After your children are raised it is still the job of the parent (especially the mother) to continue parenting and my spawn think that I should just stop being a parent when they move out or turn 18. If only it were that easy. I know that I asked for and received guidance and love from my Mom until the very end. Even during that time, she worried about me and she was the one dying. That to me is a sign of a great parent. And if worrying makes you a great parent then I am at the pinnacle of parenthood because I worry all the time. I don't worry by choice, I worry because the spawn are young and gulliable and in their minds: invincible. I know better and by golly, if they aren't going to listen to their own Jiminy Crickett what other choice do I have but to worry and nag and worry some more.


Yes, I know they will all grow out of it. Eventually, they will all mature and hopefully make sound choices in their lives. But right now, not so much. So from their actions, both verbal and non, of the spawn this is how I should parent:

Let them think a trip to Michigan is a 'trip of a lifetime'. Paris is a trip of a lifetime, Michigan...not so much.

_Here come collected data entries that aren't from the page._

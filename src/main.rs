//! Command-line front end for the version-control history layer.
//!
//! Binary crate entry point. All CLI logic is in the `cli` module.

// mimalloc returns freed pages to the OS more eagerly than the system allocator.
#[global_allocator]
static GLOBAL: mimalloc::MiMalloc = mimalloc::MiMalloc;

mod cli;

fn main() {
    cli::run();
}
//! Repository detection: an ordered list of probes, first match wins.
//!
//! Nested markers (a Mercurial subrepo inside a Mercurial repo) are not
//! resolved here; the scan in [`crate::guru`] re-runs detection one level
//! below repositories that support sub-repositories.

use std::path::{Path, PathBuf};
use std::sync::Arc;

use tracing::{debug, warn};

use super::{
    Repository, RepositoryKind, accurev, bazaar, clearcase, cvs, git, mercurial, monotone,
    perforce, rcs, sccs, subversion,
};
use crate::canonical_or_normalized;
use crate::error::HistoryError;
use crate::executor::CommandEnv;

type Detect = fn(&Path, &CommandEnv) -> bool;
type Create = fn(PathBuf, Arc<CommandEnv>) -> Result<Arc<dyn Repository>, HistoryError>;

/// One repository type: its detection predicate and constructor.
pub struct Probe {
    pub kind: RepositoryKind,
    pub detect: Detect,
    pub create: Create,
}

/// Detection order. Earlier entries shadow later ones for the same directory.
pub const PROBES: &[Probe] = &[
    Probe {
        kind: RepositoryKind::Mercurial,
        detect: mercurial::is_repository_for,
        create: |d, c| Ok(Arc::new(mercurial::MercurialRepository::new(d, c))),
    },
    Probe {
        kind: RepositoryKind::AccuRev,
        detect: accurev::is_repository_for,
        create: |d, c| Ok(Arc::new(accurev::AccuRevRepository::new(d, c)?)),
    },
    Probe {
        kind: RepositoryKind::Bazaar,
        detect: bazaar::is_repository_for,
        create: |d, c| Ok(Arc::new(bazaar::BazaarRepository::new(d, c))),
    },
    Probe {
        kind: RepositoryKind::Git,
        detect: git::is_repository_for,
        create: |d, c| Ok(Arc::new(git::GitRepository::new(d, c))),
    },
    Probe {
        kind: RepositoryKind::Monotone,
        detect: monotone::is_repository_for,
        create: |d, c| Ok(Arc::new(monotone::MonotoneRepository::new(d, c))),
    },
    Probe {
        kind: RepositoryKind::Subversion,
        detect: subversion::is_repository_for,
        create: |d, c| Ok(Arc::new(subversion::SubversionRepository::new(d, c))),
    },
    Probe {
        kind: RepositoryKind::Sccs,
        detect: sccs::is_repository_for,
        create: |d, c| Ok(Arc::new(sccs::SccsRepository::new(d, c))),
    },
    Probe {
        kind: RepositoryKind::ClearCase,
        detect: clearcase::is_repository_for,
        create: |d, c| Ok(Arc::new(clearcase::ClearCaseRepository::new(d, c))),
    },
    Probe {
        kind: RepositoryKind::Perforce,
        detect: perforce::is_repository_for,
        create: |d, c| Ok(Arc::new(perforce::PerforceRepository::new(d, c))),
    },
    Probe {
        kind: RepositoryKind::Rcs,
        detect: rcs::is_repository_for,
        create: |d, c| Ok(Arc::new(rcs::RcsRepository::new(d, c))),
    },
    Probe {
        kind: RepositoryKind::Cvs,
        detect: cvs::is_repository_for,
        create: |d, c| Ok(Arc::new(cvs::CvsRepository::new(d, c))),
    },
];

/// Which kind of repository, if any, owns `dir` directly.
pub fn detect_kind(dir: &Path, commands: &CommandEnv) -> Option<RepositoryKind> {
    PROBES
        .iter()
        .find(|probe| (probe.detect)(dir, commands))
        .map(|probe| probe.kind)
}

/// Instantiate the repository rooted at `dir`, or `None` when no probe matches.
///
/// Construction failures are logged and reported as "no repository" so a
/// directory scan can continue past them.
pub fn detect(dir: &Path, commands: &Arc<CommandEnv>) -> Option<Arc<dyn Repository>> {
    if !dir.is_dir() {
        return None;
    }
    let probe = PROBES.iter().find(|probe| (probe.detect)(dir, commands))?;
    let canonical = canonical_or_normalized(dir);
    match (probe.create)(canonical.clone(), Arc::clone(commands)) {
        Ok(repo) => {
            debug!(dir = %canonical.display(), kind = %probe.kind, "Detected repository");
            Some(repo)
        }
        Err(e) => {
            warn!(dir = %canonical.display(), kind = %probe.kind, error = %e, "Failed to create repository");
            None
        }
    }
}
//! CLI argument structs for all subcommands.

use std::path::PathBuf;

use clap::{Args, Parser, Subcommand, ValueEnum};

#[derive(Clone, Copy, Debug, PartialEq, Eq, ValueEnum)]
pub enum CacheKind {
    File,
    Database,
    None,
}

/// Flags shared by every subcommand.
#[derive(Args, Debug, Default)]
pub struct GlobalArgs {
    /// JSON configuration file (missing keys take their defaults)
    #[arg(long, global = true)]
    pub config: Option<PathBuf>,

    /// Root of the source tree holding the repositories
    #[arg(short, long, global = true)]
    pub source_root: Option<PathBuf>,

    /// Directory for the history cache and database
    #[arg(long, global = true)]
    pub data_root: Option<PathBuf>,

    /// History cache backend
    #[arg(long, global = true, value_enum)]
    pub cache: Option<CacheKind>,

    /// SQLite file for the database backend (implies --cache database)
    #[arg(long, global = true)]
    pub db_path: Option<PathBuf>,

    /// Log level for stderr output (error, warn, info, debug, trace); RUST_LOG overrides it
    #[arg(long, global = true, default_value = "warn")]
    pub log_level: String,

    /// Emit log lines as JSON
    #[arg(long, global = true)]
    pub log_json: bool,
}

#[derive(Parser, Debug)]
pub struct HistoryArgs {
    /// File or directory; relative paths are taken from the source root
    pub path: PathBuf,

    /// Include the files touched by each changeset
    #[arg(long)]
    pub files: bool,

    /// Maximum number of entries to print (0 = all)
    #[arg(long, default_value = "0")]
    pub max: usize,

    /// Number of entries to skip from the head
    #[arg(long, default_value = "0")]
    pub start: usize,
}

#[derive(Parser, Debug)]
pub struct AnnotateArgs {
    /// File to annotate
    pub file: PathBuf,

    /// Annotate this revision instead of the working copy
    #[arg(short, long)]
    pub revision: Option<String>,
}

#[derive(Parser, Debug)]
pub struct CatArgs {
    /// File whose historical content to print
    pub file: PathBuf,

    /// Revision to retrieve
    #[arg(short, long)]
    pub revision: String,
}

#[derive(Parser, Debug)]
pub struct CacheCreateArgs {
    /// Repository roots to cache (default: all)
    pub repos: Vec<PathBuf>,

    /// Process repositories one at a time
    #[arg(long)]
    pub sequential: bool,
}

#[derive(Parser, Debug)]
pub struct CacheClearArgs {
    /// Repository roots whose cache to drop
    #[arg(required = true)]
    pub repos: Vec<PathBuf>,
}

#[derive(Parser, Debug)]
pub struct CacheLatestArgs {
    /// Repository root
    pub repo: PathBuf,
}

#[derive(Subcommand, Debug)]
pub enum CacheCommand {
    /// Populate the history cache, continuing from the newest cached revision
    Create(CacheCreateArgs),

    /// Remove cached history for repositories
    Clear(CacheClearArgs),

    /// Print the newest cached revision of a repository
    Latest(CacheLatestArgs),
}

#[derive(Parser, Debug)]
pub struct UpdateArgs {
    /// Repository roots to update (default: all)
    pub repos: Vec<PathBuf>,
}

When they are sick, let them be sick, even after they have seen the doctor and refuse the medication he has prescribed. After all, the spawn have all been to medical school and also have years of fixing stuffy noses under their belts. Why listen to me, what do I know.

Ignore the fact that they have a special 'place' in their rooms for their school books. On the floor. At the foot of their bed. And you wonder why they can't find their homework? Homework, schomework.

Don't nag them to save money. Apparently it grows on trees, you know the tree: the Stafford Student Loan tree. You just go get you a loan and buy American Eagle underwear, new shoes and purses with it and life is good and you look hot until it is time to pay your dorm fees. The thought of saving the left-overs for your next quarter school fees is unheard of. The thought of having to pay your loan back in four years, pish-posh, four years is a lifetime away.

Even though the spawn have told you your advice was correct. Never offer it again, because even though they acknowledge you were right, they go and do the same thing over again in hopes of proving you wrong. Which never happens because I have experience on my side and they have youth, which is the Greek word for stupidity.

When your child throws a pity party because all their friends (who live at home with Mommy and Daddy because they have the sense to know they can't make it on their own yet) can go and buy AE underwear or go out and party, just don your party hat and send them a check. Because after all, your job as a parent is to enable your child's every wim and not to teach them to be responsible adults.

When your spawn gets into their 9th car accident in 2.5 years (I kid you not) don't worry about them dying on the streets or killing someone else. They know how to drive, they learned their lesson and are better drivers because of it, after all, this is the Mario Kart generation.

In essence, parents should be seen and not heard.

I'll try and remember that the next time one of the spawn does something stupid youthful and needs my help. And you can bet after the spawn have spawn of their own, they will call me with their own tales of parentdumb (sic). And I will nod and oh and ah and I will remind them that they did the same dang thing!



~ame

2 comments:

I know most if not all of my decisions don't make sense to you and you wish i didn't make certain ones that i have, but I fully believe that "everything happens for a reason", now of course some things could be avoidable, but it is true for most situations. I tell you not to worry because I dont want you to worry, even though I know you still will. I do learn A LOT of things the hard way, but I am honestly trying to work on that. Its hard to explain why this trip is so important to me, but I know as my parent and I very good one at that, that you will or will try to understand why it is. To you its not a trip of a lifetime, but for me, right now, it is. This is the first time in 2.5 years that I will not have work or school during spring break and the first time I will be away. So yes, I'm very excited. Sorry if i have caused you to worry far more than you should throughout my life.

I'm not commenting - my post says it all.